Wednesday night: Footsteps outside the bathroom window sound like a stampede. A first peek out the window confirms two police are walking around the side of our neighbor’s apartment, looking into the pitch-black bedroom window. She doesn’t get around very well and may be working her way to the door, so I pull on boots and another coat and run next door, hoping she’ll answer and I can recharge and redeliver what my still-safe and alive neighbor would need to power her phone back on. The police asked if I called in the welfare check? No, but I came to help recharge her phone when they make contact; a friend on the other side of the bridge over the freeway had power I could use. Shining their flashlights in, the police spy movement and we crowd around the door as she pokes her head out. An hour later, I drop the charging bank back off with a bottle of wine and some snacks from the corner store across the bridge, where people had lined up to buy supplies, paying through a money transfer app with what spotty cell service they could get. Just as the ’bank batteries were full, Eliot called saying our power was back on! By the time I packed up to walk back, our friend’s power was back off, the corner store was dark and deserted, the bridge unilluminated. But at home: lights, internet, space heaters! We all needed to conserve energy to curb the rolling blackouts, but even so, one lightbulb felt like sunshine at high noon. My neighbor and I grinned when I passed her the chardonnay bottle. We had power. We were electrified. Blissed to be back on the grid.

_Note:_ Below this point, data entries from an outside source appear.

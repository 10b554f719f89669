//! Route Definitions
//!
//! Maps URLs to handlers with type-safe routing.

use super::handlers::*;
use axum::{
    routing::{get, post},
    Router,
};
use std::sync::Arc;

/// Build the API router with all endpoints
pub fn create_router(state: Arc<AppState>) -> Router {
    Router::new()
        .route("/health", get(health_handler))
        .route("/metrics", get(metrics_handler))
        // Player actions
        .route("/players/:id/enter", post(enter_handler))
        .route("/players/:id/bet", post(bet_handler))
        .route("/players/:id/take", post(take_handler))
        .route("/players/:id/risk", post(risk_handler))
        .route("/players/:id/exit", post(exit_handler))
        .route("/players/:id/self-exclude", post(self_exclude_handler))
        .route("/players/:id/golden-hour", post(golden_hour_handler))
        .route("/players/:id/deposit", post(deposit_handler))
        // Player reads
        .route("/players/:id/balance", get(balance_handler))
        .route("/players/:id/pending", get(pending_handler))
        .route("/players/:id/last-chance", get(last_chance_handler))
        .route("/players/:id/profile", get(profile_handler))
        .route("/players/:id/welcome", get(welcome_handler))
        .route("/players/:id/games", get(games_handler))
        // Jackpot
        .route("/jackpot", get(jackpot_handler))
        .route("/jackpot/info", get(jackpot_info_handler))
        .with_state(state)
}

The power would go out again, more briefly. In that silence the bathtub faucet’s dripping was drowned out by the growing, menacing tinkling of water falling from the shower ceiling onto the metal knobs. We held our breath but the water stayed on, the ceiling didn’t cave, the pipes didn’t freeze, and we listened for news from others who weren’t making it through while we did. 

Next week: My neighbor calls because she needs provisions, but doesn’t have a car and her on-foot mobility is limited, so could I either give her a ride to HEB or run the errand for her. Her voice wavers telling me she just found out her energy provider, a “wholesale electricity” retailer called Griddy, has emptied out and overdrawn her account by $750. She had called her bank but they told her there was nothing they could do, it was between her and Griddy. There was no way out.